Directions: Among the records below, find the lines with the word "binding" and copy them.

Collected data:
[Start of section]
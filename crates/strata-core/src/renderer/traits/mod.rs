// Copyright 2025 eraflo
//
// Licensed under the Apache License, Version 2.0 (the "License");
// you may not use this file except in compliance with the License.
// You may obtain a copy of the License at
//
//     http://www.apache.org/licenses/LICENSE-2.0
//
// Unless required by applicable law or agreed to in writing, software
// distributed under the License is distributed on an "AS IS" BASIS,
// WITHOUT WARRANTIES OR CONDITIONS OF ANY KIND, either express or implied.
// See the License for the specific language governing permissions and
// limitations under the License.

//! Defines the core architectural traits of the graphics context.
//!
//! This module contains the contracts that decouple the context kernel from
//! its collaborators.
//!
//! - [`GraphicsDevice`]: allocates and accepts command batches.
//! - [`BufferStore`]: owns buffer memory and hands out mappings.
//! - [`PrimitiveAssembler`]: the downstream stage consuming mapped buffers.
//! - [`PrimitiveSink`]: receives assembled primitives from the assembler.
//! - [`RenderContext`]: the capability set a context implementation provides.

mod assembler;
mod buffer_store;
mod graphics_device;
mod render_context;

pub use self::assembler::{Primitive, PrimitiveAssembler, PrimitiveKind, PrimitiveSink};
pub use self::buffer_store::BufferStore;
pub use self::graphics_device::GraphicsDevice;
pub use self::render_context::RenderContext;
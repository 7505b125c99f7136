// Copyright 2025 eraflo
//
// Licensed under the Apache License, Version 2.0 (the "License");
// you may not use this file except in compliance with the License.
// You may obtain a copy of the License at
//
//     http://www.apache.org/licenses/LICENSE-2.0
//
// Unless required by applicable law or agreed to in writing, software
// distributed under the License is distributed on an "AS IS" BASIS,
// WITHOUT WARRANTIES OR CONDITIONS OF ANY KIND, either express or implied.
// See the License for the specific language governing permissions and
// limitations under the License.

//! Draw dispatch: resolve state, map buffers, assemble, unmap.

use super::batch::BatchRecorder;
use super::command::{float_words, Opcode};
use super::stage::RasterizeStage;
use super::state::StateTracker;
use super::Context;
use crate::renderer::api::{BufferId, ClearFlags, DrawInfo, MappedBuffer, ShaderStage};
use crate::renderer::error::RenderError;
use crate::renderer::traits::{BufferStore, Primitive, PrimitiveSink};

/// The buffers mapped by one draw. Dropping the set unmaps the vertex
/// buffers in slot order, then the index buffer.
struct MappedSet<'a> {
    store: &'a dyn BufferStore,
    vertex: Vec<BufferId>,
    index: Option<BufferId>,
}

impl<'a> MappedSet<'a> {
    fn new(store: &'a dyn BufferStore) -> Self {
        Self {
            store,
            vertex: Vec::new(),
            index: None,
        }
    }

    fn map_vertex(&mut self, buffer: BufferId) -> MappedBuffer {
        let mapped = self.store.map(buffer);
        self.vertex.push(buffer);
        mapped
    }

    fn map_index(&mut self, buffer: BufferId) -> MappedBuffer {
        debug_assert!(self.index.is_none());
        let mapped = self.store.map(buffer);
        self.index = Some(buffer);
        mapped
    }

    fn vertex_slots(&self) -> usize {
        self.vertex.len()
    }
}

impl Drop for MappedSet<'_> {
    fn drop(&mut self) {
        for buffer in self.vertex.drain(..) {
            self.store.unmap(buffer);
        }
        if let Some(buffer) = self.index.take() {
            self.store.unmap(buffer);
        }
    }
}

/// Routes assembled primitives into the rasterize stage.
struct StageSink<'a> {
    stage: &'a mut RasterizeStage,
    batch: &'a mut BatchRecorder,
    state: &'a mut StateTracker,
    primitives: u64,
}

impl PrimitiveSink for StageSink<'_> {
    fn emit(&mut self, primitive: &Primitive<'_>) -> Result<(), RenderError> {
        self.stage.emit_primitive(primitive, self.batch, self.state)?;
        self.primitives += 1;
        Ok(())
    }
}

fn torn_down() -> RenderError {
    RenderError::Internal("context has been torn down".to_string())
}

impl Context {
    pub(super) fn dispatch_draw(&mut self, info: &DrawInfo) -> Result<(), RenderError> {
        self.stats.draws += 1;
        if self.state.resolve_if_dirty() {
            self.stats.state_resolutions += 1;
        }

        let (Some(batch), Some(stage)) = (self.batch.as_mut(), self.stage.as_mut()) else {
            return Err(torn_down());
        };

        let current = self.state.current();
        let mut mapped = MappedSet::new(self.buffers.as_ref());

        for (slot, binding) in current.vertex_buffers.iter().enumerate() {
            let buffer = mapped.map_vertex(binding.buffer);
            self.assembler.set_mapped_vertex_buffer(slot, Some(buffer));
        }

        let index = match (info.indexed, current.index_buffer) {
            (true, Some(binding)) => Some(mapped.map_index(binding.buffer)),
            _ => None,
        };
        let index_mapped = index.is_some();
        self.assembler.set_mapped_index_buffer(index);

        let constants = current.constants(ShaderStage::Vertex);
        self.assembler.set_mapped_constant_buffer(
            ShaderStage::Vertex,
            0,
            bytemuck::cast_slice(constants),
        );

        let result = if info.count == 0 {
            Ok(())
        } else {
            let mut sink = StageSink {
                stage: &mut *stage,
                batch: &mut *batch,
                state: &mut self.state,
                primitives: 0,
            };
            let result = self.assembler.draw(info, &mut sink);
            self.stats.primitives += sink.primitives;

            match result {
                Ok(()) => stage.finish(batch, &mut self.state),
                Err(err) => {
                    stage.discard();
                    Err(err)
                }
            }
        };

        for slot in 0..mapped.vertex_slots() {
            self.assembler.set_mapped_vertex_buffer(slot, None);
        }
        if index_mapped {
            self.assembler.set_mapped_index_buffer(None);
        }
        drop(mapped);

        log::trace!(
            "Draw {:?} x{} (indexed: {}) -> {:?}",
            info.topology,
            info.count,
            info.indexed,
            result
        );
        result
    }

    pub(super) fn record_clear(
        &mut self,
        flags: ClearFlags,
        color: [f32; 4],
        depth: f64,
        stencil: u32,
    ) -> Result<(), RenderError> {
        self.stats.clears += 1;

        let framebuffer = &self.state.current().framebuffer;
        let mut targets = flags;
        if framebuffer.color_count() == 0 {
            targets.remove(ClearFlags::COLOR);
        }
        match framebuffer.depth_stencil() {
            None => targets.remove(ClearFlags::DEPTH | ClearFlags::STENCIL),
            Some(surface) if !surface.format.has_stencil() => targets.remove(ClearFlags::STENCIL),
            Some(_) => {}
        }
        if targets.is_empty() {
            log::trace!("Clear {:?} has no bound target", flags);
            return Ok(());
        }

        if self.state.resolve_if_dirty() {
            self.stats.state_resolutions += 1;
        }
        let batch = self.batch.as_mut().ok_or_else(torn_down)?;

        let mut payload = [0u32; 7];
        payload[0] = targets.bits();
        payload[1..5].copy_from_slice(float_words(&color));
        payload[5] = (depth as f32).to_bits();
        payload[6] = stencil;

        self.state.prepare_batch(batch, 1 + payload.len())?;
        batch.push(Opcode::Clear, &payload);
        Ok(())
    }
}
[End of section]
Exercise response:
        for (slot, binding) in current.vertex_buffers.iter().enumerate() {
            let buffer = mapped.map_vertex(binding.buffer);
            (true, Some(binding)) => Some(mapped.map_index(binding.buffer)),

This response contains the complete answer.